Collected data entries
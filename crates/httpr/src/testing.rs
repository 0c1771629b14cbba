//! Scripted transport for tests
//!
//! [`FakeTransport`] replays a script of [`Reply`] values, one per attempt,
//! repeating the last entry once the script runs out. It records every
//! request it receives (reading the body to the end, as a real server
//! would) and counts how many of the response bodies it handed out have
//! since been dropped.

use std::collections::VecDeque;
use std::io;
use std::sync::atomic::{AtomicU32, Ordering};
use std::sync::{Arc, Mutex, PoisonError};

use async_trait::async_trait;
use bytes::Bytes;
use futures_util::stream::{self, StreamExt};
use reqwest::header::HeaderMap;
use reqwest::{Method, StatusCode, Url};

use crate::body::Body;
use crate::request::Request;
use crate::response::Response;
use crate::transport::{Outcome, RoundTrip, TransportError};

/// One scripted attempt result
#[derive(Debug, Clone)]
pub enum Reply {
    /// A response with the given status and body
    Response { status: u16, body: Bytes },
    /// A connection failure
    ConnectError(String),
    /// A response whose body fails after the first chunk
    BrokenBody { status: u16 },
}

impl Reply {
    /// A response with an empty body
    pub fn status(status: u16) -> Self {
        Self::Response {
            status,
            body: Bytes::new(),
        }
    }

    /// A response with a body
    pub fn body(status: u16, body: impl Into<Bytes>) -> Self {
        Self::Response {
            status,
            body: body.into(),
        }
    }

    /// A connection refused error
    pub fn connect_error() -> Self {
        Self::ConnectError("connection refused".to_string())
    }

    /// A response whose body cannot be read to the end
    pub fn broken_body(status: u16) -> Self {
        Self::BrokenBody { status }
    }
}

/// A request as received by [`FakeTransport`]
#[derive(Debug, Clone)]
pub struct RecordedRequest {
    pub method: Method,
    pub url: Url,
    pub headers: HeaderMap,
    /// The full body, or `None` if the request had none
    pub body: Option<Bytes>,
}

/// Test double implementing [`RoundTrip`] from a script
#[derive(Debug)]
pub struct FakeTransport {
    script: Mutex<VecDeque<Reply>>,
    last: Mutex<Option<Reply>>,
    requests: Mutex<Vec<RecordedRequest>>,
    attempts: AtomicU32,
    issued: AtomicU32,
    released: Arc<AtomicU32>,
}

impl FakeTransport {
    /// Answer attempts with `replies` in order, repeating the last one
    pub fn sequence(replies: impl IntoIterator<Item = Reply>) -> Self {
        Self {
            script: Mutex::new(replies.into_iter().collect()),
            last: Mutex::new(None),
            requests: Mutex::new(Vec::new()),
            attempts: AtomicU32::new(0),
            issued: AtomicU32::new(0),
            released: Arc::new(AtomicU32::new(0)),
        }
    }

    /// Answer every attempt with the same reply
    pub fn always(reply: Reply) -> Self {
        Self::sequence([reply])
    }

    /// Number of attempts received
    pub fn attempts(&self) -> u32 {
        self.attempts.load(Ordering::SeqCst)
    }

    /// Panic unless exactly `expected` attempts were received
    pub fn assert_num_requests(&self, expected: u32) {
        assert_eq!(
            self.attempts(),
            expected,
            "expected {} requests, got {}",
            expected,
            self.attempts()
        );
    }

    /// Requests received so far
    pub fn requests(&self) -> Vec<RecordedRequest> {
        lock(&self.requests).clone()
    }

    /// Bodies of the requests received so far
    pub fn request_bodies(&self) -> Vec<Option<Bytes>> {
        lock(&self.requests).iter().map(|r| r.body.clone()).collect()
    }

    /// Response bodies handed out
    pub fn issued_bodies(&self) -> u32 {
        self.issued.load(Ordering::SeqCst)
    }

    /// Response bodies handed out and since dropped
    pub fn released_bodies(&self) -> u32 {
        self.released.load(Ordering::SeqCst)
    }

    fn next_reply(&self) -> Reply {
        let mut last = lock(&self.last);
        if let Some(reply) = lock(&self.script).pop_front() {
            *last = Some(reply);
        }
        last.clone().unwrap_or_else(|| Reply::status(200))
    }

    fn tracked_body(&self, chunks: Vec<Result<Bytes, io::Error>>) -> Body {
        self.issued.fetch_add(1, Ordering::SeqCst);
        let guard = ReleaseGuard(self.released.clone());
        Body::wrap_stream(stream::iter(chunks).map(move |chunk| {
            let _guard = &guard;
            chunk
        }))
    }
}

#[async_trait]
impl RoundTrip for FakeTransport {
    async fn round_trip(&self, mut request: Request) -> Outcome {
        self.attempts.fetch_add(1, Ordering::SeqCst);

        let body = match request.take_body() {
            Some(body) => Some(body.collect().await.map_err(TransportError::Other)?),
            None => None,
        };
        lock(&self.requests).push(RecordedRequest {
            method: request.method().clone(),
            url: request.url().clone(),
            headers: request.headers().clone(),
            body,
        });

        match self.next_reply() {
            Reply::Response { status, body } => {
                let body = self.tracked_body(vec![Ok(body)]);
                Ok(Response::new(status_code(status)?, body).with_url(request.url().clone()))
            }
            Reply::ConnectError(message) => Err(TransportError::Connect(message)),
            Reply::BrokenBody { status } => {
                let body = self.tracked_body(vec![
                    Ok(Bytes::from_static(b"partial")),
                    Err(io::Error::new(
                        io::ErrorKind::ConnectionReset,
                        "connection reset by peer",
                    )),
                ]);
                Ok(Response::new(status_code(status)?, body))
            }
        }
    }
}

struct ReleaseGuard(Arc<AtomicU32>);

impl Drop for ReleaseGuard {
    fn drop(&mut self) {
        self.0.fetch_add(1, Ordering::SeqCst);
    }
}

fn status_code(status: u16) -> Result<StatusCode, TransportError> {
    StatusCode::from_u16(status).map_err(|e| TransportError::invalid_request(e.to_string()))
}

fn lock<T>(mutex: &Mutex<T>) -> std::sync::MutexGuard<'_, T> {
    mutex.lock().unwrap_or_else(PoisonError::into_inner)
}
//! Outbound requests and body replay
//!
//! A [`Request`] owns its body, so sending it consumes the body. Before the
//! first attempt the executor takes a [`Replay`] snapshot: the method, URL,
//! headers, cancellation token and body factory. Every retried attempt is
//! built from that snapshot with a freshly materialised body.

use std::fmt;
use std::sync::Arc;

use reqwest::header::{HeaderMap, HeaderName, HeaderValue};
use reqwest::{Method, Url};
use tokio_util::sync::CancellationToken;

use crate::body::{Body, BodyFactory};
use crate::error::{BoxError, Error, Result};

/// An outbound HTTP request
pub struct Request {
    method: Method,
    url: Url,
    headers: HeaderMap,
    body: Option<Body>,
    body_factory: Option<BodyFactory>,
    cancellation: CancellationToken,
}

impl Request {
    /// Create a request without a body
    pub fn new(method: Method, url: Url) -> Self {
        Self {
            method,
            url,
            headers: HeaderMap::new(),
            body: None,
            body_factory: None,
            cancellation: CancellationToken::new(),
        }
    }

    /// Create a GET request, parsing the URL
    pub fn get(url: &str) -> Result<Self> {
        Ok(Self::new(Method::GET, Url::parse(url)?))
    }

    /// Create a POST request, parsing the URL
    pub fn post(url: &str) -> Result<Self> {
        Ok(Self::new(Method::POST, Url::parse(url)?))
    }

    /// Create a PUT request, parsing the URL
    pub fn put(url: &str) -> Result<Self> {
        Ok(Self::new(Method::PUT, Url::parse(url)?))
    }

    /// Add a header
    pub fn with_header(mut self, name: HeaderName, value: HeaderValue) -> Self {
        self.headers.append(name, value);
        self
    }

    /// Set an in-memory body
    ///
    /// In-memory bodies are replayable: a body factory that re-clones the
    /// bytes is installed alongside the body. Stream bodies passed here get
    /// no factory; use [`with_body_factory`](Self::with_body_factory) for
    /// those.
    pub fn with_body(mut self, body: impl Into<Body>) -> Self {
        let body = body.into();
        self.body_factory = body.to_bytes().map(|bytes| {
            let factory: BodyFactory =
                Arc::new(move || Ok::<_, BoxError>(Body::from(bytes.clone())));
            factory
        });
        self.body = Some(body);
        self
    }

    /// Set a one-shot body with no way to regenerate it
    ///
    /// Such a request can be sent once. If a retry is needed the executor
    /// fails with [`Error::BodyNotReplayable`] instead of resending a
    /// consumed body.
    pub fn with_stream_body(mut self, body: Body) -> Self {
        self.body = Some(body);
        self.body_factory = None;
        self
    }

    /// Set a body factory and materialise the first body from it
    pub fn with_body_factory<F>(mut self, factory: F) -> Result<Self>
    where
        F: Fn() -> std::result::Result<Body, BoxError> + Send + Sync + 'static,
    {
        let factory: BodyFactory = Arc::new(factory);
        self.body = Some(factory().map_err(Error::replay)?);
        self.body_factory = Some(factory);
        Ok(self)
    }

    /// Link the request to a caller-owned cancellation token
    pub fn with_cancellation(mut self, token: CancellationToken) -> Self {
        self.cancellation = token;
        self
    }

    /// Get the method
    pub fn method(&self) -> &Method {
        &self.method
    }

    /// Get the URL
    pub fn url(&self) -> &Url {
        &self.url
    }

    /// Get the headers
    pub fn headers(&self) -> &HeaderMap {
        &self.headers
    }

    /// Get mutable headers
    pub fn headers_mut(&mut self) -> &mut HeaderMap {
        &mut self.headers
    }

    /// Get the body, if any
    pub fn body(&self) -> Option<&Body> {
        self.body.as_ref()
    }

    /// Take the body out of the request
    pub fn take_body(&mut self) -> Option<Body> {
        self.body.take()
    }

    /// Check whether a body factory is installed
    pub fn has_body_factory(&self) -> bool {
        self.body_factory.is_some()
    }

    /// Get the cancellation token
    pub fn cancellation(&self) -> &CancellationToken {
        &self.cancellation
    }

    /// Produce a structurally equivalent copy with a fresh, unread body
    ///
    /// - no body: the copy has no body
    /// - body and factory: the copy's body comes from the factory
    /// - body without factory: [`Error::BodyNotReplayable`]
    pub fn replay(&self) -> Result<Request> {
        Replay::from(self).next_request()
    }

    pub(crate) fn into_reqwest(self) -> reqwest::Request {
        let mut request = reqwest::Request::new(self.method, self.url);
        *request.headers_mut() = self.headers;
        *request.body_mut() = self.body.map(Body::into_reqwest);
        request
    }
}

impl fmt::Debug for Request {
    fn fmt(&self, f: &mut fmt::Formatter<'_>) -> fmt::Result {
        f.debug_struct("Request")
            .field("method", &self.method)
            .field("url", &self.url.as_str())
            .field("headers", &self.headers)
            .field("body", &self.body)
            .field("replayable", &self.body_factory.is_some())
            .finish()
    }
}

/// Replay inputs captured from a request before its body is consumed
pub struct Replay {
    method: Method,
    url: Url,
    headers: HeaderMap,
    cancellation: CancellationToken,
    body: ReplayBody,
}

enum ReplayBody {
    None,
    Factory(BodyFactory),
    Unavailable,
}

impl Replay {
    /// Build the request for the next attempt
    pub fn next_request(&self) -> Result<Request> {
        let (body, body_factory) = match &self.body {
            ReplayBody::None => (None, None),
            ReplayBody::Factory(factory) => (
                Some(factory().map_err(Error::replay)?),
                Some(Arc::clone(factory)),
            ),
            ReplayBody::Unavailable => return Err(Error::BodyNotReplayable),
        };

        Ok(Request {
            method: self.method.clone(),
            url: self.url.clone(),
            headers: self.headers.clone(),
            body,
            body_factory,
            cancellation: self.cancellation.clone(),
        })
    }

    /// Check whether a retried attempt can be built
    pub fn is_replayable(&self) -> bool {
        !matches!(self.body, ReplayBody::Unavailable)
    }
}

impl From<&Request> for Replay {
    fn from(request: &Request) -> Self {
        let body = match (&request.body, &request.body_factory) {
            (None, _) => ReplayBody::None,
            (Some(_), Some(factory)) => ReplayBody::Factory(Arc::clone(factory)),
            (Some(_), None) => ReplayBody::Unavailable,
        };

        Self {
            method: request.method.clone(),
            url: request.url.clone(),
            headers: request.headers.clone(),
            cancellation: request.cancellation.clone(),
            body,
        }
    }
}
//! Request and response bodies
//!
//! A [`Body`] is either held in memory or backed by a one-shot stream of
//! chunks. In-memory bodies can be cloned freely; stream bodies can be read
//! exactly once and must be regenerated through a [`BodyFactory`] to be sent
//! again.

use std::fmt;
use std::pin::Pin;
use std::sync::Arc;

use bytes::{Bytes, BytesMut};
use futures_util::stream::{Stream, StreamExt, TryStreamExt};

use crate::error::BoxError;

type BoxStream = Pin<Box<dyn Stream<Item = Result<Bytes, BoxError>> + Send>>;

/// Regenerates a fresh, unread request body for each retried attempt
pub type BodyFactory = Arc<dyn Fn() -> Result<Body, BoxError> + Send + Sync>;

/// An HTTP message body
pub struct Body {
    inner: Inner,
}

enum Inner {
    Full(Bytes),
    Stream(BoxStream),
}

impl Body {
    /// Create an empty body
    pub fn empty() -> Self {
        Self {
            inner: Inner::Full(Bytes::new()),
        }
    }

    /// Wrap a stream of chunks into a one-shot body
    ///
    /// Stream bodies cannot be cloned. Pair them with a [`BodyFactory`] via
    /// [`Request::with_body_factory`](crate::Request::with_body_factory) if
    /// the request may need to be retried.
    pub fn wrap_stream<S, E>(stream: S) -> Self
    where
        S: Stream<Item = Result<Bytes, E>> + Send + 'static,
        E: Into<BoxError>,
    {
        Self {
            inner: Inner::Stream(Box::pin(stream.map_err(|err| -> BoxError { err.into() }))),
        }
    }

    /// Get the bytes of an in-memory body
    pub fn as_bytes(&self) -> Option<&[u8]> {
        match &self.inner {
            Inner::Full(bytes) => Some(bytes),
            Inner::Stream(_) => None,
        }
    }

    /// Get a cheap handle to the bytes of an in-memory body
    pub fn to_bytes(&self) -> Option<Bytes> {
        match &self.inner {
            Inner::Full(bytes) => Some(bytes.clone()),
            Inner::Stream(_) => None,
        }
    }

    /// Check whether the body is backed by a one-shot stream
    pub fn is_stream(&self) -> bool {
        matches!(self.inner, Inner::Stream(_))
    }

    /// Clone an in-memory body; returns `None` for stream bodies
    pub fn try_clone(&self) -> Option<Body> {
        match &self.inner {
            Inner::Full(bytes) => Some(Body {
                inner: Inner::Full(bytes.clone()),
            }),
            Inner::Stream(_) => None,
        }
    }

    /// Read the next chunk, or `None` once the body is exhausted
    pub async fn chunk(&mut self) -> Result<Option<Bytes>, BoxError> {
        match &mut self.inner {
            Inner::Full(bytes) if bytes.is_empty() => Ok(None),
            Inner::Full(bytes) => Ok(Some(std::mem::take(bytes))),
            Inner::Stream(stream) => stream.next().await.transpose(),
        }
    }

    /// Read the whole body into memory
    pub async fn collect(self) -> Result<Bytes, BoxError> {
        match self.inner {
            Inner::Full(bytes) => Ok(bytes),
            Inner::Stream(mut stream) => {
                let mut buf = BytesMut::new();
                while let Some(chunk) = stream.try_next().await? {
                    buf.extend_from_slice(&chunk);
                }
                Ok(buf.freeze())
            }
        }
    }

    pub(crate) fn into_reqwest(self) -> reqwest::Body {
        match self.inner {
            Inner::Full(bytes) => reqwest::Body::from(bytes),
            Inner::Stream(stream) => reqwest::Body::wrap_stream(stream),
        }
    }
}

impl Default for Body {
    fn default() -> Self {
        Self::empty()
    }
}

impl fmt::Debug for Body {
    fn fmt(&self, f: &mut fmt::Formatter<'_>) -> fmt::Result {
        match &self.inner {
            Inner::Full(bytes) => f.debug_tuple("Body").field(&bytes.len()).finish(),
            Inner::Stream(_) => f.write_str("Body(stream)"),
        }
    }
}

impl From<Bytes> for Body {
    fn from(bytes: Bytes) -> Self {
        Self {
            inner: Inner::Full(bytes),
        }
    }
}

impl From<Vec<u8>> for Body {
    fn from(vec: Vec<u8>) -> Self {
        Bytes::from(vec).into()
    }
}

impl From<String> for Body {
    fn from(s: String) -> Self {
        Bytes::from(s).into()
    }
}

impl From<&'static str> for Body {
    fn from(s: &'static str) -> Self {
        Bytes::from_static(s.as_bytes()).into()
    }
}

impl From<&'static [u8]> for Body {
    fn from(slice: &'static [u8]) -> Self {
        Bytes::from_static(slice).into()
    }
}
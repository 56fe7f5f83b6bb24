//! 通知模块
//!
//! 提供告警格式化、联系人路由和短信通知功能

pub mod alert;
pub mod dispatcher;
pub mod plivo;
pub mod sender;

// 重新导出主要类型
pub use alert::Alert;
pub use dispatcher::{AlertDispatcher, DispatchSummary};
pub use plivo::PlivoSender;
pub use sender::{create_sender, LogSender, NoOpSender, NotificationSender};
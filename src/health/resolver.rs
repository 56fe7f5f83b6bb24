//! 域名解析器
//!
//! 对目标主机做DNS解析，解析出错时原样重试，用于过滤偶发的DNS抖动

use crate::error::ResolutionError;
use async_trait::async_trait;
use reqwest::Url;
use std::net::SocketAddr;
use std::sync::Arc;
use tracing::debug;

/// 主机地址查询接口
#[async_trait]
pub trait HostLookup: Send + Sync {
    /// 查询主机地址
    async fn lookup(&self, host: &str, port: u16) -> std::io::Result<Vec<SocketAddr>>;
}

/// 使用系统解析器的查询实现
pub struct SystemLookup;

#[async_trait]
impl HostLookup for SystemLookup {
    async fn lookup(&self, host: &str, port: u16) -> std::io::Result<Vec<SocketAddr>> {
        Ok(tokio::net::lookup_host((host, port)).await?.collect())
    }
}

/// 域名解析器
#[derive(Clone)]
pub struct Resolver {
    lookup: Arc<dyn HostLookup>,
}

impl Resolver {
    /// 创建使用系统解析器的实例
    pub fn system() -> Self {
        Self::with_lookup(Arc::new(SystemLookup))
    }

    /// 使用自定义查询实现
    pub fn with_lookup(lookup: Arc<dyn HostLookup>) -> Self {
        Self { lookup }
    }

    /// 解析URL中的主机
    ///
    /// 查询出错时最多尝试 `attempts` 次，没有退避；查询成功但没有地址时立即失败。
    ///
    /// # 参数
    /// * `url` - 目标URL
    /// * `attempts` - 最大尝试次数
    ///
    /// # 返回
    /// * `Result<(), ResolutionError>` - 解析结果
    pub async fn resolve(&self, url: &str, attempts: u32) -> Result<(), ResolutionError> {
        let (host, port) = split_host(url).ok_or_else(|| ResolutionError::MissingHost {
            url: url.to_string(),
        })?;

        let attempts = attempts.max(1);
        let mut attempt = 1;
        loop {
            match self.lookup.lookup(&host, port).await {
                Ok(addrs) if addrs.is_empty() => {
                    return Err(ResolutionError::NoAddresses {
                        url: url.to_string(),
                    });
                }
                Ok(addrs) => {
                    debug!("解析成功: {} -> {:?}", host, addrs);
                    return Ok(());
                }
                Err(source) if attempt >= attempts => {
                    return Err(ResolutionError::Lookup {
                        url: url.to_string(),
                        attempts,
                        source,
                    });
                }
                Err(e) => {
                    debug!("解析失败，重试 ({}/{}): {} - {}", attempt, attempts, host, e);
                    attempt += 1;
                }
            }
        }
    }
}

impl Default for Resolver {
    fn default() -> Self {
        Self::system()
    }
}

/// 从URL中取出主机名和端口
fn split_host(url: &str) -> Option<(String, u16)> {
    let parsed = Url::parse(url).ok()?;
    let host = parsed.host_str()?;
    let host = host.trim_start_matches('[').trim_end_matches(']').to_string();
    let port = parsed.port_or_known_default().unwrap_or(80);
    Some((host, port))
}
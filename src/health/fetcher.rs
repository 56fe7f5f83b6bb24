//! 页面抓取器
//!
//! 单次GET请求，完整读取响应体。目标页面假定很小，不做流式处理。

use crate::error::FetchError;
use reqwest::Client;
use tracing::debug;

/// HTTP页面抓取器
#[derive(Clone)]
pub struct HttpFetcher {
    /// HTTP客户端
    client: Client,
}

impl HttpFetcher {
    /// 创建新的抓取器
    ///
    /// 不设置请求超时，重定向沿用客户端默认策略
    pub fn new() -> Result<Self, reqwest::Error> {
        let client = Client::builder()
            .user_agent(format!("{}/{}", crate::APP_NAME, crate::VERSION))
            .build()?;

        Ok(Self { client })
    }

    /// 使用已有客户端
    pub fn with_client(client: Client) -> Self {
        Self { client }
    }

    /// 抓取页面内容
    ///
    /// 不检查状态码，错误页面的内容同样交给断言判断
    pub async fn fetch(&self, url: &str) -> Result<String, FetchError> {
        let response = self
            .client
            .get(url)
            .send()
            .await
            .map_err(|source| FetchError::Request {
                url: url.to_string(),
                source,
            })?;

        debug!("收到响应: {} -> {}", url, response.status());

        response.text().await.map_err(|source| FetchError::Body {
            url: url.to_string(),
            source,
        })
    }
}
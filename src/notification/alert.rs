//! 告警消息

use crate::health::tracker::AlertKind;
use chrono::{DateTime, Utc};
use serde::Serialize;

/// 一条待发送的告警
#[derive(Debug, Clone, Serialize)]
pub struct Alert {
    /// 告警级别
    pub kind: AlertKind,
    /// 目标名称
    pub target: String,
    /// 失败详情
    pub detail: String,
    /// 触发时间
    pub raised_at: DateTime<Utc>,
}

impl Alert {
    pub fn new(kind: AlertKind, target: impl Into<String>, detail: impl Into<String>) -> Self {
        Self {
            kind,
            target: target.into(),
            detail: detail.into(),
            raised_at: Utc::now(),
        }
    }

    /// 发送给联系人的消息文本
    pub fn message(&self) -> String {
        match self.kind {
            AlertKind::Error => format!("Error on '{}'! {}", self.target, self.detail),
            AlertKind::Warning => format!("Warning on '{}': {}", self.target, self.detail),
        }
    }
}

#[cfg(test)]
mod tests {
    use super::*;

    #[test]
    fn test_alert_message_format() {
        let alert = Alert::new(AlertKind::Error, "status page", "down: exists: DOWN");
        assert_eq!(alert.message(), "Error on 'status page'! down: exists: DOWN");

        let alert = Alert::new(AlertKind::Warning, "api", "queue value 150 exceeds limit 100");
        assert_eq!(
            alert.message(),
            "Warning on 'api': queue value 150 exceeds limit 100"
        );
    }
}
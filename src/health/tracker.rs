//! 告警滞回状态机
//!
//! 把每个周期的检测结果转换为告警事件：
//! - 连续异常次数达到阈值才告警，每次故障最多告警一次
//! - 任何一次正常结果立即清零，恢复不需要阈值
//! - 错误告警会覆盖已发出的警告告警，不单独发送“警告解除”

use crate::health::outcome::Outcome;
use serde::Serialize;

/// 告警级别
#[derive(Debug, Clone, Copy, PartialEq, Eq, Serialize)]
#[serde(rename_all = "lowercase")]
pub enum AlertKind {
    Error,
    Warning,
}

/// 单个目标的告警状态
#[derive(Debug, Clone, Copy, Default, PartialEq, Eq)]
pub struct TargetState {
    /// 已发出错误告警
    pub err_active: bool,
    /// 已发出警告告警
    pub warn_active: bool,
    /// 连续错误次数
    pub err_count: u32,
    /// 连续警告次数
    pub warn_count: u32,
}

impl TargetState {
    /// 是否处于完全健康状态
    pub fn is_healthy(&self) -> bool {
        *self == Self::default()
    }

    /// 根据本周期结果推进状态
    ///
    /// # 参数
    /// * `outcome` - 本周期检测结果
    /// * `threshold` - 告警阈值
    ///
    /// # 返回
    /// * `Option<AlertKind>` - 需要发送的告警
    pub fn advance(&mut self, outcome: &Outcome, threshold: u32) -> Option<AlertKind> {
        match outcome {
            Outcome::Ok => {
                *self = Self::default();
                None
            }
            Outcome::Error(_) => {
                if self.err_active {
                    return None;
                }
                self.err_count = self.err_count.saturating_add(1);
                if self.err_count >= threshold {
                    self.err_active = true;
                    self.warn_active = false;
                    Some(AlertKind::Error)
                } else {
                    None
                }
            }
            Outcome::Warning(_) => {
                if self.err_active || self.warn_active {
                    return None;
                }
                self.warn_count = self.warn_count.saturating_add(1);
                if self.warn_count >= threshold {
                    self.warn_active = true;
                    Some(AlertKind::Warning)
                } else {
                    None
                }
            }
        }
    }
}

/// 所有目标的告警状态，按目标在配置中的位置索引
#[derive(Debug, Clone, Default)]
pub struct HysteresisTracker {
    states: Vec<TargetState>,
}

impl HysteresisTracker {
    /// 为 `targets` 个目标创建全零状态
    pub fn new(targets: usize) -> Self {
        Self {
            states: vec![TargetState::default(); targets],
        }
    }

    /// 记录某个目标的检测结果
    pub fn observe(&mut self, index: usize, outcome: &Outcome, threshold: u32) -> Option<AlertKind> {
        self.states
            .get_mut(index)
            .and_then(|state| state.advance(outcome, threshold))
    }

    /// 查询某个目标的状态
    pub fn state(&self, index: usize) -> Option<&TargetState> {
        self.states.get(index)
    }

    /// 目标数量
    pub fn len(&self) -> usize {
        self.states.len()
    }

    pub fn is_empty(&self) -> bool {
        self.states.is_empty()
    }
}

Required action :: Transcribe, exactly as written, all lines of the entries above from the first to the one containing "with an empty body", and no more.

Task output ::
filename crates/httpr/src/testing.rs
repository 0c1771629b14cbba
//! Scripted transport for tests
//!
//! [`FakeTransport`] replays a script of [`Reply`] values, one per attempt,
//! repeating the last entry once the script runs out. It records every
//! request it receives (reading the body to the end, as a real server
//! would) and counts how many of the response bodies it handed out have
//! since been dropped.

use std::collections::VecDeque;
use std::io;
use std::sync::atomic::{AtomicU32, Ordering};
use std::sync::{Arc, Mutex, PoisonError};

use async_trait::async_trait;
use bytes::Bytes;
use futures_util::stream::{self, StreamExt};
use reqwest::header::HeaderMap;
use reqwest::{Method, StatusCode, Url};

use crate::body::Body;
use crate::request::Request;
use crate::response::Response;
use crate::transport::{Outcome, RoundTrip, TransportError};

/// One scripted attempt result
#[derive(Debug, Clone)]
pub enum Reply {
    /// A response with the given status and body
    Response { status: u16, body: Bytes },
    /// A connection failure
    ConnectError(String),
    /// A response whose body fails after the first chunk
    BrokenBody { status: u16 },
}

impl Reply {
    /// A response with an empty body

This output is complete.